Although transcriptomic findings in post-mortem brain tissue provide important information about the molecular pathways whose dysregulation may underlie MDD pathophysiology, they offer little insight into how these microscale processes may impact larger-scale neural structure and function to ultimately contribute to symptom emergence. To address this important gap, our group developed a novel transcriptome-based polygenic risk score (T-PRS) that makes use of common genetic variants to translate molecular changes observed in post-mortem tissue into an in vivo peripheral proxy measure capturing similarity to the MDD cortical transcriptome. We recently mapped this score onto sex-specific patterns of CLC function in a non-clinical sample of young adults [8]. In this prior study, higher T-PRS was associated with elevated reactivity to emotional faces in men, but blunted reactivity to neutral faces in women. The latter was further predictive of subclinical anhedonia [8]. This effect emerged across a network of CLC regions including the sgACC and portions of the dlPFC. Although the T-PRS was uncorrelated with a PRS computed based on results from a Psychiatric Genomics Consortium Genome-Wide Association Study (GWAS) of MDD (PGC-PRS) [9], higher PGC-PRS was similarly associated with blunted reactivity to neutral faces in women, in partially overlapping regions. These findings suggest that molecular shifts toward a depression-like corticolimbic transcriptome may contribute to a sex-specific functional risk phenotype even in the absence of clinically significant depression, and independently of broader genetic risk for MDD indexed by PGC-PRS. However, the impact of these molecular shifts on clinical MDD risk or more stable trait-like measures of brain morphology remains unknown.

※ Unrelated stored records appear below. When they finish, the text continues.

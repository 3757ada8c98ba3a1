//! Simulation core of the lander viewer: the scripted flight, camera rigs,
//! exhaust particles and the per-frame sequencing that ties them together.
//!
//! Nothing here talks to the GPU or the window. The viewer feeds in a frame
//! delta and [`Controls`], and receives a [`FrameOutput`] of transforms.

pub mod camera_rig;
pub mod exhaust;
pub mod frame;
pub mod path;
pub mod scene;

pub use camera_rig::*;
pub use exhaust::*;
pub use frame::*;
pub use path::*;
pub use scene::*;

To answer these important questions, we sought to delineate the neuroanatomical signature of T-PRS and its potential link to familial depression risk in a non-clinical sample of young adults participating in the Duke Neurogenetics Study, where we also conducted a comparative analysis examining the neuroanatomical effects of PGC-PRS. To complement and extend these analyses, we further evaluated the association of T-PRS with MDD diagnosis and symptom severity in a large sample of Psychiatric Genomics Consortium MDD (PGC-MDD) participants [9, 10] (see Fig. 1 for study overview).

Fig. 1: Study workflow overview.
figure 1

CT cortical thickness, CSA cortical surface area, DNS Duke Neurogenetics Study, LGI local gyrification index, MDD Major Depressive Disorder, PGC Psychiatric Genomics Consortium, SNPs single nucleotide polymorphisms, T-PRS transcriptome-based polygenic risk score.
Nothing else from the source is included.